START SUPPLIED MATERIAL

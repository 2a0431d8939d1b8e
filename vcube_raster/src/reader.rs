//! Windowed reads from Cloud-Optimized GeoTIFFs.
//!
//! COGs are opened through GDAL's `/vsicurl/` handler, so only the header,
//! the overviews and the requested tiles travel over the wire. The AOI
//! arrives in WGS84, is transformed into the COG's CRS and clipped to a
//! pixel window; the window's pixels are returned as float64 together with
//! the scene's projection and the window's geotransform.

use crate::transform;
use crate::window::PixelWindow;
use anyhow::{Context, Result};
use gdal::Dataset;
use gdal::spatial_ref::{AxisMappingStrategy, CoordTransform, SpatialRef};
use ndarray::{Array2, Array3, s};
use std::path::Path;
use vcube_core::{EngineError, GeoBBox};

/// One windowed read: a `(bands, height, width)` cube plus the
/// georeferencing needed to write it back out.
#[derive(Clone, Debug)]
pub struct WindowRead {
	pub data: Array3<f64>,
	pub projection: String,
	pub transform: [f64; 6],
}

pub(crate) fn vsi_path(url: &str) -> String {
	if url.starts_with("http://") || url.starts_with("https://") {
		format!("/vsicurl/{url}")
	} else {
		url.to_string()
	}
}

pub(crate) fn open_cog(url: &str) -> Result<Dataset> {
	Dataset::open(Path::new(&vsi_path(url)))
		.map_err(|err| EngineError::reader(format!("cannot open COG '{url}': {err}")))
}

pub(crate) fn spatial_ref_epsg(epsg: u32) -> Result<SpatialRef> {
	let mut srs = SpatialRef::from_epsg(epsg).with_context(|| format!("no spatial reference for EPSG:{epsg}"))?;
	srs.set_axis_mapping_strategy(AxisMappingStrategy::TraditionalGisOrder);
	Ok(srs)
}

/// Transforms the AOI corners from WGS84 into the dataset's CRS, always-xy.
fn bbox_in_dataset_crs(dataset: &Dataset, bbox: &GeoBBox) -> Result<(f64, f64, f64, f64)> {
	let source = spatial_ref_epsg(4326)?;
	let mut target = dataset
		.spatial_ref()
		.map_err(|err| EngineError::reader(format!("COG has no spatial reference: {err}")))?;
	target.set_axis_mapping_strategy(AxisMappingStrategy::TraditionalGisOrder);

	let coord_transform = CoordTransform::new(&source, &target)
		.map_err(|err| EngineError::reader(format!("cannot build coordinate transform: {err}")))?;

	let mut xs = [bbox.west, bbox.east];
	let mut ys = [bbox.south, bbox.north];
	let mut zs = [0.0, 0.0];
	coord_transform
		.transform_coords(&mut xs, &mut ys, &mut zs)
		.map_err(|err| EngineError::reader(format!("cannot transform AOI corners: {err}")))?;

	Ok((xs[0], ys[0], xs[1], ys[1]))
}

fn read_bands(
	dataset: &Dataset,
	window: &PixelWindow,
	out_width: usize,
	out_height: usize,
	resampling: Option<gdal::raster::ResampleAlg>,
	band_count: usize,
) -> Result<Array3<f64>> {
	let mut data = Array3::zeros((band_count, out_height, out_width));
	for index in 0..band_count {
		let band = dataset
			.rasterband(index + 1)
			.map_err(|err| EngineError::reader(format!("cannot access band {}: {err}", index + 1)))?;
		let buffer = band
			.read_as::<f64>(
				(window.col_off as isize, window.row_off as isize),
				(window.width as usize, window.height as usize),
				(out_width, out_height),
				resampling,
			)
			.map_err(|err| EngineError::reader(format!("cannot read band {}: {err}", index + 1)))?;
		let layer = Array2::from_shape_vec((out_height, out_width), buffer.data().to_vec())
			.context("band buffer has the wrong length")?;
		data.slice_mut(s![index, .., ..]).assign(&layer);
	}
	Ok(data)
}

/// Reads the AOI window of all bands of a COG.
///
/// Returns `None` when the window falls outside the raster (the scene is
/// silently skipped); any open or read failure is a reader error the caller
/// may log and drop without aborting a multi-scene job.
pub fn read_window(url: &str, bbox: &GeoBBox) -> Result<Option<WindowRead>> {
	let dataset = open_cog(url)?;
	let gt = dataset
		.geo_transform()
		.map_err(|err| EngineError::reader(format!("COG '{url}' has no geotransform: {err}")))?;

	let (min_x, min_y, max_x, max_y) = bbox_in_dataset_crs(&dataset, bbox)?;
	let window = PixelWindow::from_bounds(min_x, min_y, max_x, max_y, &gt);
	if window.is_out_of_bounds() {
		log::debug!("window of {bbox:?} is outside '{url}', skipping scene");
		return Ok(None);
	}
	let (raster_width, raster_height) = dataset.raster_size();
	let window = window.clamped_to(raster_width, raster_height);
	if window.width <= 0 || window.height <= 0 {
		return Ok(None);
	}

	let data = read_bands(
		&dataset,
		&window,
		window.width as usize,
		window.height as usize,
		None,
		dataset.raster_count(),
	)?;

	Ok(Some(WindowRead {
		data,
		projection: dataset.projection(),
		transform: transform::window_transform(&gt, window.col_off, window.row_off),
	}))
}

/// The native pixel size `(x, y)` of a COG, in CRS units.
pub fn probe_pixel_size(url: &str) -> Result<(f64, f64)> {
	let dataset = open_cog(url)?;
	let gt = dataset
		.geo_transform()
		.map_err(|err| EngineError::reader(format!("COG '{url}' has no geotransform: {err}")))?;
	Ok((gt[1].abs(), gt[5].abs()))
}

/// Reads band 1 of the AOI window, downsampled onto the `target` pixel-size
/// grid when the band is finer.
///
/// Multi-band extraction harmonizes all bands to the coarsest requested
/// resolution: finer bands are average-resampled, never the other way
/// around, so the result keeps the alignment of the coarse grid.
pub fn read_window_harmonized(url: &str, bbox: &GeoBBox, target: (f64, f64)) -> Result<Option<WindowRead>> {
	let dataset = open_cog(url)?;
	let gt = dataset
		.geo_transform()
		.map_err(|err| EngineError::reader(format!("COG '{url}' has no geotransform: {err}")))?;

	let (min_x, min_y, max_x, max_y) = bbox_in_dataset_crs(&dataset, bbox)?;
	let window = PixelWindow::from_bounds(min_x, min_y, max_x, max_y, &gt);
	if window.is_out_of_bounds() {
		return Ok(None);
	}
	let (raster_width, raster_height) = dataset.raster_size();
	let window = window.clamped_to(raster_width, raster_height);
	if window.width <= 0 || window.height <= 0 {
		return Ok(None);
	}

	let native = (gt[1].abs(), gt[5].abs());
	let window_gt = transform::window_transform(&gt, window.col_off, window.row_off);

	let (out_width, out_height, out_gt, resampling) = if native == target {
		(window.width as usize, window.height as usize, window_gt, None)
	} else {
		// shrink the pixel count by native/target and grow the pixels to
		// the target size, keeping the window origin
		let scale_x = native.0 / target.0;
		let scale_y = native.1 / target.1;
		(
			((window.width as f64 * scale_x) as usize).max(1),
			((window.height as f64 * scale_y) as usize).max(1),
			transform::scaled_transform(&window_gt, 1.0 / scale_x, 1.0 / scale_y),
			Some(gdal::raster::ResampleAlg::Average),
		)
	};

	let data = read_bands(&dataset, &window, out_width, out_height, resampling, 1)?;

	Ok(Some(WindowRead {
		data,
		projection: dataset.projection(),
		transform: out_gt,
	}))
}
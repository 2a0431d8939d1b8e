//! Search-request construction and response walking, shared by the async
//! and the blocking catalog client.

use crate::error::EngineError;
use crate::types::{GeoBBox, Scene, Sensor};
use anyhow::Result;
use chrono::NaiveDate;
use serde_json::{Value, json};

/// The spatial predicate of a search: a bbox for batch exports, a GeoJSON
/// polygon (`intersects`) for tile requests.
#[derive(Clone, Debug)]
pub enum SearchArea {
	Bbox(GeoBBox),
	Polygon(Value),
}

/// One catalog search, page handling included.
#[derive(Clone, Debug)]
pub struct SearchQuery {
	pub sensor: Sensor,
	pub start_date: NaiveDate,
	pub end_date: NaiveDate,
	pub cloud_cover: f64,
	pub area: SearchArea,
}

impl SearchQuery {
	pub fn search_url(&self) -> String {
		format!("{}/search", self.sensor.stac_root().trim_end_matches('/'))
	}

	/// The POST body of the first page.
	pub fn body(&self) -> Value {
		let mut body = json!({
			"collections": [self.sensor.collection()],
			"datetime": format!(
				"{}T00:00:00Z/{}T23:59:59Z",
				self.start_date.format("%Y-%m-%d"),
				self.end_date.format("%Y-%m-%d")
			),
			"query": {"eo:cloud_cover": {"lt": self.cloud_cover}},
			"limit": 100,
			"sortby": [{"field": "properties.datetime", "direction": "desc"}],
		});
		match &self.area {
			SearchArea::Bbox(bbox) => body["bbox"] = json!(bbox.as_array()),
			SearchArea::Polygon(polygon) => body["intersects"] = polygon.clone(),
		}
		body
	}
}

/// The follow-up request described by a `rel=next` link.
pub struct NextPage {
	pub href: Option<String>,
	pub method: String,
	pub body: Option<Value>,
}

/// Extracts the `rel=next` link, exactly as the catalog returned it.
pub fn next_page(response: &Value) -> Option<NextPage> {
	let links = response["links"].as_array()?;
	let link = links.iter().find(|link| link["rel"] == "next")?;
	Some(NextPage {
		href: link["href"].as_str().map(str::to_string),
		method: link["method"].as_str().unwrap_or("POST").to_string(),
		body: match &link["body"] {
			Value::Null => None,
			body => Some(body.clone()),
		},
	})
}

/// Appends the page's features to `scenes`, preserving response order.
pub fn collect_scenes(response: &Value, scenes: &mut Vec<Scene>) -> Result<()> {
	let features = response["features"]
		.as_array()
		.ok_or_else(|| EngineError::Catalog("search response has no 'features' array".to_string()))?;
	for feature in features {
		scenes.push(Scene::from_feature(feature)?);
	}
	Ok(())
}

/// The Planetary Computer SAS signing endpoint.
pub static SIGNING_URL: &str = "https://planetarycomputer.microsoft.com/api/sas/v1/sign";

/// Pulls the signed URL out of a signing response.
pub fn signed_href(response: &Value) -> Result<String> {
	response["href"]
		.as_str()
		.map(str::to_string)
		.ok_or_else(|| EngineError::catalog("signing response carries no 'href'".to_string()))
}
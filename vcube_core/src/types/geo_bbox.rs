use crate::error::EngineError;
use anyhow::Result;
use geo_types::{Coord, LineString, Polygon};
use serde_json::{Value, json};
use std::fmt::Debug;

static MAX_MERCATOR_LAT: f64 = 85.051_128_779_806_59;
static RADIUS: f64 = 6_378_137.0; // meters

/// An axis-aligned area of interest in WGS84 decimal degrees.
///
/// The box is stored as `west, south, east, north`. Construction validates
/// the coordinate ranges and the axis ordering; an invalid box is a
/// [`EngineError::Validation`] because it always comes straight from user
/// input.
#[derive(Clone, Copy, PartialEq)]
pub struct GeoBBox {
	pub west: f64,
	pub south: f64,
	pub east: f64,
	pub north: f64,
}

impl GeoBBox {
	pub fn new(west: f64, south: f64, east: f64, north: f64) -> Result<GeoBBox> {
		let bbox = GeoBBox {
			west,
			south,
			east,
			north,
		};
		bbox.checked()
	}

	/// Parses the `"west,south,east,north"` form used on the command line.
	pub fn from_list(input: &str) -> Result<GeoBBox> {
		let values: Vec<f64> = input
			.split(',')
			.map(|part| {
				part
					.trim()
					.parse::<f64>()
					.map_err(|_| EngineError::Validation(format!("bbox component '{part}' is not a number")))
			})
			.collect::<Result<_, _>>()?;
		if values.len() != 4 {
			return Err(EngineError::validation(format!(
				"bbox must have 4 components (west,south,east,north), got {}",
				values.len()
			)));
		}
		GeoBBox::new(values[0], values[1], values[2], values[3])
	}

	fn checked(self) -> Result<GeoBBox> {
		let mut problems = vec![];
		if !(self.west.is_finite() && self.south.is_finite() && self.east.is_finite() && self.north.is_finite()) {
			problems.push("all coordinates must be finite".to_string());
		} else {
			if self.west < -180.0 || self.east > 180.0 {
				problems.push(format!("longitudes ({}, {}) must be within [-180, 180]", self.west, self.east));
			}
			if self.south < -90.0 || self.north > 90.0 {
				problems.push(format!("latitudes ({}, {}) must be within [-90, 90]", self.south, self.north));
			}
			if self.west >= self.east {
				problems.push(format!("west ({}) must be < east ({})", self.west, self.east));
			}
			if self.south >= self.north {
				problems.push(format!("south ({}) must be < north ({})", self.south, self.north));
			}
		}
		if problems.is_empty() {
			Ok(self)
		} else {
			Err(EngineError::validation(problems.join("; ")))
		}
	}

	pub fn as_array(&self) -> [f64; 4] {
		[self.west, self.south, self.east, self.north]
	}

	pub fn as_string_list(&self) -> String {
		format!("{},{},{},{}", self.west, self.south, self.east, self.north)
	}

	/// The box as a closed rectangle, for geometric predicates.
	pub fn to_polygon(&self) -> Polygon<f64> {
		let exterior = LineString::from(vec![
			Coord {
				x: self.west,
				y: self.south,
			},
			Coord {
				x: self.east,
				y: self.south,
			},
			Coord {
				x: self.east,
				y: self.north,
			},
			Coord {
				x: self.west,
				y: self.north,
			},
			Coord {
				x: self.west,
				y: self.south,
			},
		]);
		Polygon::new(exterior, vec![])
	}

	/// The box as a GeoJSON polygon, for STAC `intersects` queries.
	pub fn as_geojson(&self) -> Value {
		json!({
			"type": "Polygon",
			"coordinates": [[
				[self.west, self.south],
				[self.east, self.south],
				[self.east, self.north],
				[self.west, self.north],
				[self.west, self.south],
			]],
		})
	}

	/// Converts the box to Web-Mercator meters (EPSG:3857), clamping
	/// latitudes to the valid Mercator span.
	pub fn to_mercator(&self) -> [f64; 4] {
		fn x_from_lon(lon_deg: f64) -> f64 {
			RADIUS * lon_deg.to_radians()
		}
		fn y_from_lat(lat_deg: f64) -> f64 {
			let lat = lat_deg.clamp(-MAX_MERCATOR_LAT, MAX_MERCATOR_LAT);
			RADIUS * ((std::f64::consts::FRAC_PI_4 + lat.to_radians() / 2.0).tan()).ln()
		}
		[
			x_from_lon(self.west),
			y_from_lat(self.south),
			x_from_lon(self.east),
			y_from_lat(self.north),
		]
	}
}

impl Debug for GeoBBox {
	fn fmt(&self, f: &mut std::fmt::Formatter<'_>) -> std::fmt::Result {
		write!(f, "GeoBBox({}, {}, {}, {})", self.west, self.south, self.east, self.north)
	}
}

impl TryFrom<[f64; 4]> for GeoBBox {
	type Error = anyhow::Error;

	fn try_from(input: [f64; 4]) -> Result<Self> {
		GeoBBox::new(input[0], input[1], input[2], input[3])
	}
}

#[cfg(test)]
mod tests {
	use super::*;
	use crate::error::EngineError;

	#[test]
	fn creation_and_accessors() {
		let bbox = GeoBBox::new(-10.0, -5.0, 10.0, 5.0).unwrap();
		assert_eq!(bbox.as_array(), [-10.0, -5.0, 10.0, 5.0]);
		assert_eq!(bbox.as_string_list(), "-10,-5,10,5");
		assert_eq!(format!("{bbox:?}"), "GeoBBox(-10, -5, 10, 5)");
	}

	#[test]
	fn from_list_parses_query_form() {
		let bbox = GeoBBox::from_list("83.84765625, 28.22697, 83.93555, 28.30438").unwrap();
		assert_eq!(bbox.west, 83.84765625);
		assert_eq!(bbox.north, 28.30438);
	}

	#[test]
	fn invalid_boxes_are_validation_errors() {
		for input in [
			"1,2,3",
			"banana,2,3,4",
			"-190,-5,10,5",
			"-10,-95,10,5",
			"10,-5,-10,5",
			"-10,5,10,-5",
		] {
			let err = GeoBBox::from_list(input).unwrap_err();
			assert!(
				matches!(EngineError::of(&err), Some(EngineError::Validation(_))),
				"expected validation error for {input}, got {err}"
			);
		}
	}

	#[test]
	fn non_finite_rejected() {
		assert!(GeoBBox::new(f64::NAN, 0.0, 1.0, 1.0).is_err());
		assert!(GeoBBox::new(0.0, 0.0, f64::INFINITY, 1.0).is_err());
	}

	#[test]
	fn polygon_is_closed() {
		let bbox = GeoBBox::new(-1.0, -2.0, 3.0, 4.0).unwrap();
		let polygon = bbox.to_polygon();
		let ring = polygon.exterior();
		assert_eq!(ring.0.len(), 5);
		assert_eq!(ring.0.first(), ring.0.last());
	}

	#[test]
	fn geojson_shape() {
		let bbox = GeoBBox::new(-1.0, -2.0, 3.0, 4.0).unwrap();
		let geojson = bbox.as_geojson();
		assert_eq!(geojson["type"], "Polygon");
		assert_eq!(geojson["coordinates"][0].as_array().unwrap().len(), 5);
	}

	#[test]
	fn mercator_world_bounds() {
		let bbox = GeoBBox::new(-180.0, -85.0, 180.0, 85.0).unwrap();
		let [x_min, y_min, x_max, y_max] = bbox.to_mercator();
		let extent = 20_037_508.342789244_f64;
		assert!((x_min + extent).abs() < 1.0);
		assert!((x_max - extent).abs() < 1.0);
		assert!(y_min < -19_000_000.0 && y_max > 19_000_000.0);
	}
}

END SUPPLIED MATERIAL

WHAT THE TASK ASKS |
Retype only the stretch of lines above starting at the one with "pub(crate) fn spatial_ref_epsg(epsg: u32)" and stopping at the one with "dataset's CRS, always-xy.", exactly as written, with both kept.

TASK RESPONSE |
pub(crate) fn spatial_ref_epsg(epsg: u32) -> Result<SpatialRef> {
	let mut srs = SpatialRef::from_epsg(epsg).with_context(|| format!("no spatial reference for EPSG:{epsg}"))?;
	srs.set_axis_mapping_strategy(AxisMappingStrategy::TraditionalGisOrder);
	Ok(srs)
}

/// Transforms the AOI corners from WGS84 into the dataset's CRS, always-xy.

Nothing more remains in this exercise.